> **ABOUT THIS TASK**: Copy out each line featuring the string "appears" from the entries beneath.

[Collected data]
========

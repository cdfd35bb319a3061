use regex::{Captures, Regex};
use serde::{Deserialize, Serialize};
use std::collections::HashMap;
use std::sync::LazyLock;

static PLACEHOLDER_RE: LazyLock<Regex> = LazyLock::new(|| {
    Regex::new(r"\{\{\s*([A-Za-z0-9_]+)\s*\}\}").unwrap()
});

/// A named prompt used to generate a new note.
#[derive(Clone, Debug, PartialEq, Eq, Serialize, Deserialize)]
pub struct PromptTemplate {
    pub name: String,
    pub prompt: String,
}

impl PromptTemplate {
    pub fn new(name: impl Into<String>, prompt: impl Into<String>) -> Self {
        Self {
            name: name.into(),
            prompt: prompt.into(),
        }
    }

    /// The template shipped when nothing is configured.
    pub fn default_summary() -> Self {
        Self::new(
            "Default Summary",
            "Please provide a comprehensive summary of the topic: {{title}}.",
        )
    }
}

/// What happens to a `{{key}}` with no binding.
#[derive(Clone, Copy, Debug, Default, PartialEq, Eq, Serialize, Deserialize)]
#[serde(rename_all = "lowercase")]
pub enum UnmatchedPlaceholders {
    /// Leave the placeholder in the output verbatim.
    #[default]
    Keep,
    /// Remove the placeholder.
    Strip,
}

/// Substitute `{{key}}` placeholders from `bindings`.
///
/// Whitespace inside the braces is ignored. Substituted values are not
/// rescanned for placeholders.
pub fn render(
    template: &str,
    bindings: &HashMap<&str, String>,
    unmatched: UnmatchedPlaceholders,
) -> String {
    PLACEHOLDER_RE
        .replace_all(template, |caps: &Captures| match bindings.get(&caps[1]) {
            Some(value) => value.clone(),
            None => match unmatched {
                UnmatchedPlaceholders::Keep => caps[0].to_string(),
                UnmatchedPlaceholders::Strip => String::new(),
            },
        })
        .into_owned()
}
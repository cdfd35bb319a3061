use crate::aggregator::ScanResult;
use arc_swap::ArcSwapOption;
use std::sync::Arc;

/// Holds the last successful scan so views can render without rescanning.
///
/// Writes swap the whole snapshot atomically; readers get an `Arc` that stays
/// valid after a later `set` or `clear`. Two scans finishing concurrently race
/// and the last `set` wins.
#[derive(Debug, Default)]
pub struct ScanCache {
    current: ArcSwapOption<ScanResult>,
}

impl ScanCache {
    pub fn new() -> Self {
        Self::default()
    }

    pub fn get(&self) -> Option<Arc<ScanResult>> {
        self.current.load_full()
    }

    pub fn set(&self, result: Arc<ScanResult>) {
        self.current.store(Some(result));
    }

    /// Forget the snapshot, forcing the next read to scan.
    pub fn clear(&self) {
        self.current.store(None);
    }

    pub fn is_empty(&self) -> bool {
        self.current.load().is_none()
    }
}
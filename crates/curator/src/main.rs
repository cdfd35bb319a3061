mod cli;
mod config;
mod report;
mod vault;

use anyhow::Context;
use clap::Parser;
use cli::{Cli, Commands, Selection};
use config::Config;
use curator_core::planner::plan_notes;
use curator_core::{Curator, ViewOptions};
use std::path::PathBuf;
use tracing_subscriber::EnvFilter;

use crate::vault::FsCorpus;

fn init_tracing(quiet: bool) {
    let default = if quiet {
        "warn"
    } else {
        "curator=info,curator_core=info"
    };
    let filter = EnvFilter::try_from_default_env().unwrap_or_else(|_| EnvFilter::new(default));
    tracing_subscriber::fmt()
        .with_env_filter(filter)
        .with_writer(std::io::stderr)
        .init();
}

fn view_options(selection: &Selection, config: &Config, grouped: bool) -> ViewOptions {
    ViewOptions {
        query: selection.query.clone(),
        sort: selection.sort_policy(config.view.sort),
        limit: selection.limit,
        group_by_folder: grouped,
    }
}

#[tokio::main]
async fn main() {
    let cli = Cli::parse();
    init_tracing(cli.quiet);

    if let Err(e) = run(cli).await {
        tracing::error!("{:#}", e);
        std::process::exit(1);
    }
}

async fn run(cli: Cli) -> anyhow::Result<()> {
    let config = Config::load(&cli.config)?;
    let root: PathBuf = cli.vault.clone().unwrap_or_else(|| config.vault.root.clone());

    let curator = Curator::new(FsCorpus::new(root, config.vault.exclude.clone()));

    match cli.command {
        Commands::Scan {
            selection,
            flat,
            json,
        } => {
            let result = curator
                .refresh()
                .await
                .with_context(|| format!("scan of {} failed", curator.corpus().root().display()))?;
            let options = view_options(&selection, &config, config.view.group_by_folder && !flat);
            let view = options.project(&result.entries);
            tracing::info!("Showing {} of {} unresolved links", view.link_count(), result.len());

            if json {
                let report = report::ScanReport {
                    stats: &result.stats,
                    links: &view,
                };
                println!("{}", serde_json::to_string_pretty(&report)?);
            } else {
                print!("{}", report::render_summary(&result.stats, result.len()));
                print!("{}", report::render_view(&view));
            }
        }

        Commands::Plan {
            selection,
            template,
            json,
        } => {
            let generation = &config.generation;
            let template = generation.template(template.as_deref()).with_context(|| {
                format!(
                    "no prompt template named {:?}",
                    template.as_deref().or(generation.default_template.as_deref()).unwrap_or("")
                )
            })?;

            let result = curator
                .snapshot()
                .await
                .with_context(|| format!("scan of {} failed", curator.corpus().root().display()))?;
            let selected = view_options(&selection, &config, false).select(&result.entries);

            let plans = plan_notes(
                selected,
                template,
                &generation.new_note_folder,
                generation.unmatched_placeholders,
            )?;
            tracing::info!("Planned {} notes with template {:?}", plans.len(), template.name);

            if json {
                println!("{}", serde_json::to_string_pretty(&plans)?);
            } else {
                print!("{}", report::render_plans(&plans));
            }
        }

        Commands::Templates => {
            print!(
                "{}",
                report::render_templates(
                    &config.generation.templates,
                    config.generation.default_template.as_deref()
                )
            );
        }
    }

    Ok(())
}
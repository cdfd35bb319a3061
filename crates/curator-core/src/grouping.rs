use crate::link::UnresolvedLinkInfo;
use serde::{Serialize, Serializer};
use std::collections::HashMap;
use std::fmt;

/// Key of a folder group.
#[derive(Clone, Debug, PartialEq, Eq, Hash)]
pub enum FolderKey {
    /// Directory of the canonical source path; `""` is the vault root.
    Path(String),
    /// Entries that have no source file at all.
    NoSource,
}

impl FolderKey {
    /// Directory portion of a `/`-separated path: everything before the last `/`.
    pub fn for_path(path: &str) -> Self {
        let dir = path.rfind('/').map(|idx| &path[..idx]).unwrap_or("");
        FolderKey::Path(dir.to_string())
    }
}

impl fmt::Display for FolderKey {
    fn fmt(&self, f: &mut fmt::Formatter<'_>) -> fmt::Result {
        match self {
            FolderKey::Path(p) if p.is_empty() => f.write_str("/"),
            FolderKey::Path(p) => f.write_str(p),
            FolderKey::NoSource => f.write_str("(no source folder)"),
        }
    }
}

impl Serialize for FolderKey {
    fn serialize<S: Serializer>(&self, serializer: S) -> Result<S::Ok, S::Error> {
        match self {
            FolderKey::Path(p) => serializer.serialize_some(p),
            FolderKey::NoSource => serializer.serialize_none(),
        }
    }
}

/// Entries filed under one folder, in the order they were grouped.
#[derive(Clone, Debug, Serialize)]
pub struct FolderGroup<'a> {
    pub folder: FolderKey,
    pub links: Vec<&'a UnresolvedLinkInfo>,
}

/// Folder groups in first-encounter order.
#[derive(Clone, Debug, Default, Serialize)]
#[serde(transparent)]
pub struct FolderGroups<'a> {
    groups: Vec<FolderGroup<'a>>,
    #[serde(skip)]
    index: HashMap<FolderKey, usize>,
}

impl<'a> FolderGroups<'a> {
    fn push(&mut self, folder: FolderKey, link: &'a UnresolvedLinkInfo) {
        match self.index.get(&folder) {
            Some(&idx) => self.groups[idx].links.push(link),
            None => {
                self.index.insert(folder.clone(), self.groups.len());
                self.groups.push(FolderGroup {
                    folder,
                    links: vec![link],
                });
            }
        }
    }

    pub fn get(&self, folder: &FolderKey) -> Option<&[&'a UnresolvedLinkInfo]> {
        self.index
            .get(folder)
            .map(|&idx| self.groups[idx].links.as_slice())
    }

    pub fn iter(&self) -> std::slice::Iter<'_, FolderGroup<'a>> {
        self.groups.iter()
    }

    pub fn len(&self) -> usize {
        self.groups.len()
    }

    pub fn is_empty(&self) -> bool {
        self.groups.is_empty()
    }

    /// Total number of entries across all groups.
    pub fn link_count(&self) -> usize {
        self.groups.iter().map(|g| g.links.len()).sum()
    }
}

impl<'g, 'a> IntoIterator for &'g FolderGroups<'a> {
    type Item = &'g FolderGroup<'a>;
    type IntoIter = std::slice::Iter<'g, FolderGroup<'a>>;

    fn into_iter(self) -> Self::IntoIter {
        self.groups.iter()
    }
}

/// Partition entries by the folder of their first recorded source.
///
/// A link referenced from several folders is filed only under the folder of
/// the document that referenced it first. Groups are not sorted: they appear
/// in the order their first entry appears in `entries`.
pub fn group_by_folder<'a, I>(entries: I) -> FolderGroups<'a>
where
    I: IntoIterator<Item = &'a UnresolvedLinkInfo>,
{
    let mut groups = FolderGroups::default();
    for entry in entries {
        let folder = match entry.canonical_source() {
            Some(path) => FolderKey::for_path(path),
            None => FolderKey::NoSource,
        };
        groups.push(folder, entry);
    }
    groups
}

#[cfg(test)]
mod tests {
    use super::*;

    fn entry(text: &str, sources: &[&str]) -> UnresolvedLinkInfo {
        UnresolvedLinkInfo {
            link_text: text.to_string(),
            frequency: sources.len().max(1),
            source_files: sources.iter().map(|s| s.to_string()).collect(),
        }
    }

    fn folder(p: &str) -> FolderKey {
        FolderKey::Path(p.to_string())
    }

    #[test]
    fn folder_key_for_nested_and_root_paths() {
        assert_eq!(FolderKey::for_path("Notes/Sub/A.md"), folder("Notes/Sub"));
        assert_eq!(FolderKey::for_path("A.md"), folder(""));
        assert_eq!(folder("").to_string(), "/");
    }

    #[test]
    fn scenario_c_single_notes_group() {
        let entries = vec![
            entry("Topic X", &["Notes/A.md", "Notes/B.md"]),
            entry("Topic Y", &["Notes/B.md"]),
        ];
        let groups = group_by_folder(&entries);
        assert_eq!(groups.len(), 1);
        let notes = groups.get(&folder("Notes")).expect("Notes group");
        let texts: Vec<&str> = notes.iter().map(|e| e.link_text.as_str()).collect();
        assert_eq!(texts, vec!["Topic X", "Topic Y"]);
    }

    #[test]
    fn files_under_first_source_only() {
        let entries = vec![entry("Shared", &["Projects/P.md", "Journal/J.md"])];
        let groups = group_by_folder(&entries);
        assert!(groups.get(&folder("Projects")).is_some());
        assert!(groups.get(&folder("Journal")).is_none());
    }

    #[test]
    fn groups_follow_encounter_order_not_alphabetical() {
        let entries = vec![
            entry("one", &["Zoo/a.md"]),
            entry("two", &["Apple/b.md"]),
            entry("three", &["Zoo/c.md"]),
            entry("four", &["root.md"]),
        ];
        let groups = group_by_folder(&entries);
        let keys: Vec<String> = groups.iter().map(|g| g.folder.to_string()).collect();
        assert_eq!(keys, vec!["Zoo", "Apple", "/"]);
        let zoo: Vec<&str> = groups
            .get(&folder("Zoo"))
            .unwrap()
            .iter()
            .map(|e| e.link_text.as_str())
            .collect();
        assert_eq!(zoo, vec!["one", "three"]);
    }

    #[test]
    fn entry_without_sources_uses_sentinel_not_root() {
        let entries = vec![entry("orphan", &[]), entry("rooted", &["index.md"])];
        let groups = group_by_folder(&entries);
        assert_eq!(groups.len(), 2);
        assert_eq!(groups.get(&FolderKey::NoSource).unwrap()[0].link_text, "orphan");
        assert_eq!(groups.get(&folder("")).unwrap()[0].link_text, "rooted");
    }

    #[test]
    fn every_entry_lands_in_exactly_one_group() {
        let entries = vec![
            entry("a", &["x/1.md"]),
            entry("b", &["y/2.md", "x/1.md"]),
            entry("c", &[]),
            entry("d", &["3.md"]),
            entry("e", &["x/4.md"]),
        ];
        let groups = group_by_folder(&entries);
        assert_eq!(groups.link_count(), entries.len());
        for e in &entries {
            let hits = groups
                .iter()
                .filter(|g| g.links.iter().any(|l| l.link_text == e.link_text))
                .count();
            assert_eq!(hits, 1, "{} appears in {} groups", e.link_text, hits);
        }
    }

    #[test]
    fn empty_input_has_no_groups() {
        let entries: Vec<UnresolvedLinkInfo> = Vec::new();
        let groups = group_by_folder(&entries);
        assert!(groups.is_empty());
        assert_eq!(groups.link_count(), 0);
    }

    #[test]
    fn serializes_as_ordered_list() {
        let entries = vec![entry("a", &["x/1.md"]), entry("b", &[])];
        let json = serde_json::to_value(group_by_folder(&entries)).unwrap();
        assert_eq!(json[0]["folder"], "x");
        assert!(json[1]["folder"].is_null());
        assert_eq!(json[0]["links"][0]["link_text"], "a");
    }
}
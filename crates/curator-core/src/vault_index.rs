use dashmap::DashMap;

/// Resolve `link` against the directory containing `current_file_path`.
///
/// Both are `/`-separated; `.` and `..` segments are applied, and `..` never
/// climbs above the vault root. The result has no leading `/`.
///
/// Example: `resolve_relative("Notes/Source.md", "../Ideas")` → `"Ideas"`
pub fn resolve_relative(current_file_path: &str, link: &str) -> String {
    let dir = &current_file_path[..current_file_path.rfind('/').unwrap_or(0)];
    join_segments(dir, link)
}

fn join_segments(base_dir: &str, link: &str) -> String {
    let mut segments: Vec<&str> = base_dir.split('/').filter(|s| !s.is_empty()).collect();
    for part in link.split('/') {
        if part == ".." {
            segments.pop();
        } else if part != "." && !part.is_empty() {
            segments.push(part);
        }
    }
    segments.join("/")
}

/// Last path segment, lowercased.
fn basename_key(path: &str) -> String {
    path.rsplit('/').next().unwrap_or(path).to_lowercase()
}

/// Paths to try for a link: as written, then with `.md` appended.
fn with_extensions(path: &str) -> Vec<String> {
    let mut candidates = vec![path.to_string()];
    if !path.to_lowercase().ends_with(".md") {
        candidates.push(format!("{}.md", path));
    }
    candidates
}

/// Case-insensitive index of every file path in a vault, used to decide
/// whether a link points at something that exists.
///
/// Paths are vault-relative and `/`-separated (`Notes/Topic.md`). An index is
/// built once from a full listing and not changed afterwards; a rescan builds
/// a new one, so readers never see a partly filled index.
pub struct VaultIndex {
    /// Lowercased path -> path as stored
    paths: DashMap<String, String>,
    /// Lowercased basename -> stored paths sharing it
    by_name: DashMap<String, Vec<String>>,
}

impl Default for VaultIndex {
    fn default() -> Self {
        Self::new()
    }
}

impl VaultIndex {
    pub fn new() -> Self {
        Self {
            paths: DashMap::new(),
            by_name: DashMap::new(),
        }
    }

    /// Build an index holding exactly `paths`.
    pub fn from_paths<I, S>(paths: I) -> Self
    where
        I: IntoIterator<Item = S>,
        S: Into<String>,
    {
        let index = Self::new();
        for path in paths {
            index.insert(path);
        }
        tracing::debug!("Vault index built with {} paths", index.paths.len());
        index
    }

    fn insert(&self, path: impl Into<String>) {
        let path: String = path.into();
        let path = path.trim_start_matches('/').to_string();
        if self.paths.insert(path.to_lowercase(), path.clone()).is_none() {
            self.by_name
                .entry(basename_key(&path))
                .or_default()
                .push(path);
        }
    }

    pub fn contains(&self, path: &str) -> bool {
        self.paths
            .contains_key(&path.trim_start_matches('/').to_lowercase())
    }

    pub fn len(&self) -> usize {
        self.paths.len()
    }

    pub fn is_empty(&self) -> bool {
        self.paths.is_empty()
    }

    fn lookup(&self, path: &str) -> Option<String> {
        with_extensions(path).into_iter().find_map(|candidate| {
            self.paths
                .get(&candidate.to_lowercase())
                .map(|e| e.value().clone())
        })
    }

    /// Resolve a link written in `source_path` to a stored path.
    ///
    /// Lookup order, all case-insensitive, each trying the link as written and
    /// with `.md` appended:
    /// 1. relative to the source's directory (skipped for `/`-rooted links)
    /// 2. from the vault root
    /// 3. any path ending in the link; shortest path wins, then lexicographic
    pub fn resolve(&self, link: &str, source_path: &str) -> Option<String> {
        let link = link.trim();
        if link.is_empty() {
            return None;
        }

        if !link.starts_with('/') {
            let relative = resolve_relative(source_path, link);
            if let Some(found) = self.lookup(&relative) {
                return Some(found);
            }
        }

        let absolute = join_segments("", link);
        if absolute.is_empty() {
            return None;
        }
        if let Some(found) = self.lookup(&absolute) {
            return Some(found);
        }

        self.resolve_by_suffix(&absolute)
    }

    fn resolve_by_suffix(&self, link_path: &str) -> Option<String> {
        with_extensions(link_path)
            .into_iter()
            .find_map(|candidate| {
                let lower = candidate.to_lowercase();
                let suffix = format!("/{}", lower);
                let named = self.by_name.get(&basename_key(&lower))?;
                let best = named
                    .iter()
                    .filter(|p| {
                        let p = p.to_lowercase();
                        p == lower || p.ends_with(&suffix)
                    })
                    .min_by(|a, b| a.len().cmp(&b.len()).then_with(|| a.cmp(b)))
                    .cloned();
                best
            })
    }

    pub fn resolves(&self, link: &str, source_path: &str) -> bool {
        self.resolve(link, source_path).is_some()
    }
}

// ---------------------------------------------------------------------------
// Tests
// ---------------------------------------------------------------------------

#[cfg(test)]
mod tests {
    use super::*;
    use arc_swap::ArcSwap;
    use std::sync::Arc;

    // === Test Helpers ===

    fn build_index(paths: &[&str]) -> VaultIndex {
        VaultIndex::from_paths(paths.iter().copied())
    }

    // === resolve_relative tests ===

    #[test]
    fn resolve_relative_sibling() {
        assert_eq!(resolve_relative("Notes/Source.md", "Ideas"), "Notes/Ideas");
    }

    #[test]
    fn resolve_relative_parent() {
        assert_eq!(resolve_relative("Notes/Source.md", "../Ideas"), "Ideas");
    }

    #[test]
    fn resolve_relative_never_climbs_above_root() {
        assert_eq!(resolve_relative("Source.md", "../../Ideas"), "Ideas");
    }

    #[test]
    fn resolve_relative_dot_segments() {
        assert_eq!(resolve_relative("Notes/Source.md", "./Sub/Ideas"), "Notes/Sub/Ideas");
    }

    // === from_paths tests ===

    #[test]
    fn from_paths_holds_exactly_the_listing() {
        let index = build_index(&["Notes/A.md", "Notes/A.md", "/Index.md"]);
        assert_eq!(index.len(), 2);
        assert!(index.contains("Index.md"));
        assert!(!index.contains("Notes/B.md"));
        assert!(VaultIndex::new().is_empty());
    }

    #[test]
    fn readers_keep_a_complete_index_while_another_is_built() {
        let paths: Vec<String> = (0..2000).map(|i| format!("Notes/N{}.md", i)).collect();
        let current = Arc::new(ArcSwap::from_pointee(VaultIndex::from_paths(paths.clone())));

        let reader = {
            let current = current.clone();
            std::thread::spawn(move || {
                (0..2000)
                    .filter(|_| !current.load().resolves("N5", "Notes/N0.md"))
                    .count()
            })
        };
        for _ in 0..50 {
            current.store(Arc::new(VaultIndex::from_paths(paths.clone())));
        }

        let misses = reader.join().unwrap();
        assert_eq!(misses, 0, "existing note reported unresolved while indexes were swapped");
    }

    #[test]
    fn contains_is_case_insensitive() {
        let index = build_index(&["Notes/Topic.md"]);
        assert!(index.contains("notes/topic.md"));
        assert!(index.contains("/Notes/Topic.md"));
    }

    // === resolve tests ===

    #[test]
    fn resolves_relative_before_absolute() {
        let index = build_index(&["Ideas.md", "Notes/Ideas.md"]);
        assert_eq!(
            index.resolve("Ideas", "Notes/Source.md").as_deref(),
            Some("Notes/Ideas.md")
        );
        assert_eq!(index.resolve("Ideas", "Source.md").as_deref(), Some("Ideas.md"));
    }

    #[test]
    fn rooted_link_skips_relative_lookup() {
        let index = build_index(&["Ideas.md", "Notes/Ideas.md"]);
        assert_eq!(
            index.resolve("/Ideas", "Notes/Source.md").as_deref(),
            Some("Ideas.md")
        );
    }

    #[test]
    fn resolves_by_basename_anywhere() {
        let index = build_index(&["Deep/Nested/Topic.md"]);
        assert_eq!(
            index.resolve("Topic", "Other/Note.md").as_deref(),
            Some("Deep/Nested/Topic.md")
        );
    }

    #[test]
    fn basename_match_prefers_shortest_path() {
        let index = build_index(&["a/b/c/Topic.md", "z/Topic.md", "y/Topic.md"]);
        assert_eq!(index.resolve("topic", "Note.md").as_deref(), Some("y/Topic.md"));
    }

    #[test]
    fn resolves_partial_path_suffix() {
        let index = build_index(&["Projects/Sub/Plan.md", "Other/Plan.md"]);
        assert_eq!(
            index.resolve("Sub/Plan", "Note.md").as_deref(),
            Some("Projects/Sub/Plan.md")
        );
    }

    #[test]
    fn resolves_explicit_extension_and_attachments() {
        let index = build_index(&["Notes/Topic.md", "assets/diagram.png"]);
        assert!(index.resolves("Notes/Topic.md", "x.md"));
        assert!(index.resolves("diagram.png", "x.md"));
    }

    #[test]
    fn unknown_link_does_not_resolve() {
        let index = build_index(&["Notes/Topic.md"]);
        assert!(index.resolve("Missing", "Notes/A.md").is_none());
        assert!(index.resolve("", "Notes/A.md").is_none());
    }

    #[test]
    fn case_insensitive_resolution_returns_stored_case() {
        let index = build_index(&["Notes/Topic.md"]);
        assert_eq!(
            index.resolve("TOPIC", "Notes/A.md").as_deref(),
            Some("Notes/Topic.md")
        );
    }
}
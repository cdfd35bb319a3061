use crate::grouping::{group_by_folder, FolderGroups};
use crate::link::UnresolvedLinkInfo;
use crate::ranking::{sort_links, SortPolicy};
use serde::Serialize;

/// Keep entries whose link text contains `query`, ignoring case.
///
/// Relative order is preserved. An empty query keeps everything.
pub fn filter_links<'a, I>(entries: I, query: &str) -> Vec<&'a UnresolvedLinkInfo>
where
    I: IntoIterator<Item = &'a UnresolvedLinkInfo>,
{
    if query.is_empty() {
        return entries.into_iter().collect();
    }
    let needle = query.to_lowercase();
    entries
        .into_iter()
        .filter(|e| e.link_text.to_lowercase().contains(&needle))
        .collect()
}

/// How a presentation layer wants the registry shown.
#[derive(Clone, Debug, Default, PartialEq, Eq)]
pub struct ViewOptions {
    pub query: String,
    pub sort: SortPolicy,
    /// Keep only the first `limit` entries after ranking.
    pub limit: Option<usize>,
    pub group_by_folder: bool,
}

/// A projection of the registry ready for rendering.
#[derive(Clone, Debug, Serialize)]
#[serde(untagged)]
pub enum LinkView<'a> {
    Flat(Vec<&'a UnresolvedLinkInfo>),
    Grouped(FolderGroups<'a>),
}

impl LinkView<'_> {
    pub fn link_count(&self) -> usize {
        match self {
            LinkView::Flat(links) => links.len(),
            LinkView::Grouped(groups) => groups.link_count(),
        }
    }
}

impl ViewOptions {
    /// Filter, then sort, then truncate. Ranking only sees the filtered entries.
    pub fn select<'a, I>(&self, entries: I) -> Vec<&'a UnresolvedLinkInfo>
    where
        I: IntoIterator<Item = &'a UnresolvedLinkInfo>,
    {
        let filtered = filter_links(entries, &self.query);
        let mut sorted = sort_links(filtered, self.sort);
        if let Some(limit) = self.limit {
            sorted.truncate(limit);
        }
        sorted
    }

    /// [`ViewOptions::select`], then group by folder if asked. Grouping keeps
    /// the ranked order inside each folder.
    pub fn project<'a, I>(&self, entries: I) -> LinkView<'a>
    where
        I: IntoIterator<Item = &'a UnresolvedLinkInfo>,
    {
        let sorted = self.select(entries);
        if self.group_by_folder {
            LinkView::Grouped(group_by_folder(sorted))
        } else {
            LinkView::Flat(sorted)
        }
    }
}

========

> **TASK RESPONSE**:
/// in the order their first entry appears in `entries`.
            assert_eq!(hits, 1, "{} appears in {} groups", e.link_text, hits);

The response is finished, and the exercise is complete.